For CentanylTM EC, each lot was formulated by adding 0.23 ml of product in 18.9 ml of water in a 25-ml volumetric flask. For Evergreen®, each lot was formulated by adding 4.3 ml of product and 25.1 ml of water in a 50-ml volumetric flask. We evenly sprayed 1 ml of the final formulation of CentanylTM EC per concrete square (area: 232.3 cm2) and 1.5 ml of Evergreen® formulation per concrete square by using an artist’s airbrush (Badger 100 series, Badger Corporation, Franklin Park, IL). For the negative control, we sprayed 1.5 ml of tap water with the artist’s airbrush.
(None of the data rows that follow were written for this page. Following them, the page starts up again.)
//! Persistent event-socket channel, one per configured instance.
//!
//! The socket task only reads: it decodes pushed event frames and applies
//! them to the shared [`InstanceState`] under its mutex, then wakes the
//! scheduler. Reconnection is *externally* driven: the task never retries on
//! its own; it records that it ended and the scheduler's periodic
//! [`EventChannel::check_reconnect`] call applies the backoff ladder.

use std::sync::atomic::{AtomicBool, Ordering};
use std::sync::Arc;
use std::time::{Duration, Instant};

use futures_util::StreamExt;
use tokio::sync::{Mutex, Notify};
use tokio::task::JoinHandle;
use tokio_tungstenite::connect_async;
use tokio_tungstenite::tungstenite::protocol::Message as WsMessage;

use astromon_core::prelude::*;
use astromon_core::telemetry::InstanceState;

use crate::protocol::{apply_event, parse_event, socket_url};

/// Initial reconnection delay.
const INITIAL_DELAY: Duration = Duration::from_secs(5);

/// Reconnection delay cap.
const MAX_DELAY: Duration = Duration::from_secs(60);

/// Socket connect deadline.
const CONNECT_TIMEOUT: Duration = Duration::from_secs(10);

/// Budget for acquiring the instance mutex on the socket task. Updates are
/// dropped rather than blocking the callback longer.
const LOCK_BUDGET: Duration = Duration::from_millis(50);

// ---------------------------------------------------------------------------
// ReconnectPolicy
// ---------------------------------------------------------------------------

/// Exponential backoff ladder for reconnect attempts: 5, 10, 20, 40, 60,
/// 60, ... seconds, reset to 5 by a successful connect.
#[derive(Debug, Clone)]
pub struct ReconnectPolicy {
    delay: Duration,
}

impl ReconnectPolicy {
    pub fn new() -> Self {
        Self {
            delay: INITIAL_DELAY,
        }
    }

    /// Take the delay to wait before the next attempt and advance the ladder.
    pub fn next_delay(&mut self) -> Duration {
        let current = self.delay;
        self.delay = (self.delay * 2).min(MAX_DELAY);
        current
    }

    /// A successful connect resets the ladder.
    pub fn reset(&mut self) {
        self.delay = INITIAL_DELAY;
    }
}

impl Default for ReconnectPolicy {
    fn default() -> Self {
        Self::new()
    }
}

// ---------------------------------------------------------------------------
// Shared task flags
// ---------------------------------------------------------------------------

/// Flags shared between the socket task and the owning channel.
#[derive(Debug, Default)]
struct Shared {
    /// Socket is currently open.
    connected: AtomicBool,
    /// The task has exited (cleanly or not) and awaits reaping.
    task_done: AtomicBool,
    /// The finished task did establish a connection at some point.
    connect_ok: AtomicBool,
}

// ---------------------------------------------------------------------------
// EventChannel
// ---------------------------------------------------------------------------

/// One persistent event-socket connection, driven by the scheduler.
pub struct EventChannel {
    instance: usize,
    ws_url: String,
    state: Arc<Mutex<InstanceState>>,
    wake: Arc<Notify>,
    shared: Arc<Shared>,
    policy: ReconnectPolicy,
    /// `None` means an attempt is due immediately.
    next_attempt_at: Option<Instant>,
    task: Option<JoinHandle<()>>,
}

impl EventChannel {
    /// Create a channel for `base_url` (`scheme://host[:port]/v2/api/`).
    pub fn new(
        instance: usize,
        base_url: &str,
        state: Arc<Mutex<InstanceState>>,
        wake: Arc<Notify>,
    ) -> Result<Self> {
        let ws_url = socket_url(base_url)?;
        Ok(Self::with_socket_url(instance, ws_url, state, wake))
    }

    /// Create a channel from an already-derived socket URL.
    pub fn with_socket_url(
        instance: usize,
        ws_url: String,
        state: Arc<Mutex<InstanceState>>,
        wake: Arc<Notify>,
    ) -> Self {
        Self {
            instance,
            ws_url,
            state,
            wake,
            shared: Arc::new(Shared::default()),
            policy: ReconnectPolicy::new(),
            next_attempt_at: None,
            task: None,
        }
    }

    /// Socket currently open?
    pub fn is_connected(&self) -> bool {
        self.shared.connected.load(Ordering::SeqCst)
    }

    /// Drive the reconnect state machine. Called once per scheduler cycle.
    ///
    /// Reaps a finished socket task (advancing or resetting the backoff
    /// ladder) and spawns a new connection attempt once its delay elapsed.
    pub fn check_reconnect(&mut self, now: Instant) {
        // Reap a finished task and schedule the next attempt.
        if self.task.is_some() && self.shared.task_done.load(Ordering::SeqCst) {
            self.task = None;
            if self.shared.connect_ok.swap(false, Ordering::SeqCst) {
                self.policy.reset();
            }
            let delay = self.policy.next_delay();
            self.next_attempt_at = Some(now + delay);
            debug!(
                "instance {}: event socket down, next attempt in {:?}",
                self.instance, delay
            );
        }

        if self.task.is_some() {
            return;
        }

        if let Some(at) = self.next_attempt_at {
            if now < at {
                return;
            }
        }

        self.next_attempt_at = None;
        self.spawn_task();
    }

    /// Abort the socket task, e.g. before streaming a firmware image.
    pub fn shutdown(&mut self) {
        if let Some(task) = self.task.take() {
            task.abort();
        }
        self.shared.connected.store(false, Ordering::SeqCst);
        self.shared.task_done.store(false, Ordering::SeqCst);
        // An aborted channel reconnects promptly once driven again.
        self.next_attempt_at = None;
    }

    fn spawn_task(&mut self) {
        self.shared.task_done.store(false, Ordering::SeqCst);
        self.shared.connect_ok.store(false, Ordering::SeqCst);

        let instance = self.instance;
        let ws_url = self.ws_url.clone();
        let state = Arc::clone(&self.state);
        let wake = Arc::clone(&self.wake);
        let shared = Arc::clone(&self.shared);

        debug!("instance {}: connecting event socket {}", instance, ws_url);
        self.task = Some(tokio::spawn(run_socket(
            instance, ws_url, state, wake, shared,
        )));
    }
}

impl Drop for EventChannel {
    fn drop(&mut self) {
        if let Some(task) = self.task.take() {
            task.abort();
        }
    }
}

// ---------------------------------------------------------------------------
// Socket task
// ---------------------------------------------------------------------------

/// Run one socket connection to completion. Never reconnects by itself.
async fn run_socket(
    instance: usize,
    ws_url: String,
    state: Arc<Mutex<InstanceState>>,
    wake: Arc<Notify>,
    shared: Arc<Shared>,
) {
    let connect = tokio::time::timeout(CONNECT_TIMEOUT, connect_async(ws_url.as_str())).await;
    let mut stream = match connect {
        Ok(Ok((stream, _response))) => stream,
        Ok(Err(err)) => {
            warn!("instance {}: event socket connect failed: {}", instance, err);
            shared.task_done.store(true, Ordering::SeqCst);
            return;
        }
        Err(_) => {
            warn!(
                "instance {}: event socket connect timed out after {:?}",
                instance, CONNECT_TIMEOUT
            );
            shared.task_done.store(true, Ordering::SeqCst);
            return;
        }
    };

    info!("instance {}: event socket connected", instance);
    shared.connected.store(true, Ordering::SeqCst);
    shared.connect_ok.store(true, Ordering::SeqCst);
    set_channel_flag(&state, true).await;
    wake.notify_one();

    while let Some(frame) = stream.next().await {
        match frame {
            Ok(WsMessage::Text(text)) => {
                handle_frame(instance, text.as_str(), &state, &wake).await;
            }
            Ok(WsMessage::Close(_)) => {
                debug!("instance {}: event socket received Close", instance);
                break;
            }
            Ok(_) => {
                // Ping/Pong/Binary — ignore
            }
            Err(err) => {
                warn!("instance {}: event socket read error: {}", instance, err);
                break;
            }
        }
    }

    info!("instance {}: event socket disconnected", instance);
    shared.connected.store(false, Ordering::SeqCst);
    set_channel_flag(&state, false).await;
    shared.task_done.store(true, Ordering::SeqCst);
    wake.notify_one();
}

/// Parse one frame and apply it under the instance mutex.
async fn handle_frame(
    instance: usize,
    text: &str,
    state: &Arc<Mutex<InstanceState>>,
    wake: &Arc<Notify>,
) {
    let Some(event) = parse_event(text) else {
        debug!("instance {}: ignoring non-event frame", instance);
        return;
    };

    match tokio::time::timeout(LOCK_BUDGET, state.lock()).await {
        Ok(mut guard) => {
            if apply_event(&event, &mut guard) {
                drop(guard);
                wake.notify_one();
            }
        }
        Err(_) => {
            // Dropping one update is cheaper than stalling the socket.
            warn!(
                "instance {}: state lock busy for {:?}, dropping {:?}",
                instance, LOCK_BUDGET, event
            );
        }
    }
}

/// Mirror the socket state into the instance record, within the lock budget.
async fn set_channel_flag(state: &Arc<Mutex<InstanceState>>, connected: bool) {
    if let Ok(mut guard) = tokio::time::timeout(LOCK_BUDGET, state.lock()).await {
        guard.event_channel_connected = connected;
        guard.ui_refresh_needed = true;
    }
}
We allowed the sprayed concrete squares to dry at room temperature for 24 h prior to using them for the experiment.
2.4 Treatment
We used the following six treatments: 1) untreated controls with netting identical to long-lasting insecticide-incorporated netting (LLIN) but lacking insecticide (Casa Collection, Mesh White, 1721-9668; Jo-Ann’s, Hudson, OH, USA), and/or concrete sprayed only with distilled water, 2) LLIN only (Carifend® net, 0.34% alpha-cypermethrin, BASF Corp., Ludwigshafen, Germany) applied near the insect release point (15.24 cm × 15.24 cm; same size strip of the net were used for whole experiment), 3) CentanylTM EC only applied near the insect release position, 4) Evergreen® only applied near the insect release position, 5) a strip of the LLIN and CentanylTM EC (LLIN laid sequentially directly before the insecticide to intercept immigrating insects: Morrison et al. 2018, Wilkins et al. 2021), and 6) a strip of the LLIN material and Evergreen® (LLIN laid sequentially directly before the insecticide to intercept immigrating insects).
We assembled the experimental arenas for each treatment replicated on separate days. In each experimental arena, we released 30 mixed-sex adults of either R. dominica or T. castaneum (just a single species per arena) at the far end of the testing platform opposite the food source. Each dispersal apparatus was placed into a sterilite bin (86.3 × 30.5 × 39.4 cm L:H:W) to prevent insect escape and effects from neighboring apparatuses, and placed on the shelf of a walk-in environmental chamber at the same conditions as the rearing colonies. After a 48 h dispersal period, we counted the number of insects on each concrete square and we also checked their conditions in clean petri dishes lined with filter paper. The condition of the adults was checked under the dissecting microscope and rated as alive, affected, or dead by following the definitions in Morrison et al. 2018. Briefly, the alive were moving around normally without impairment, while those that were affected showed uncertain movements, twitching of extremities, and/or were not able to right themselves after being gently prodded with a paintbrush. Those that were classified as dead were completely immobile. We collected the food source by removing the flour or wheat. Subsequently, the commodity was gently sieved using two sieves (#10 sieve, 2.0 × 2.0 mm mesh, W.S. Tyler, Mentor, OH; and #20 sieve, 0.841 × 0.841 mm mesh; W.S. Tyler, Cleveland, OH), making sure no eggs were harmed during the process and all food dust and detritus was transferred to progeny production containers. All the adults were removed from the commodity and the commodity was retained for 6 weeks to evaluate progeny production. There were 5–6 replications for each treatment and species combination.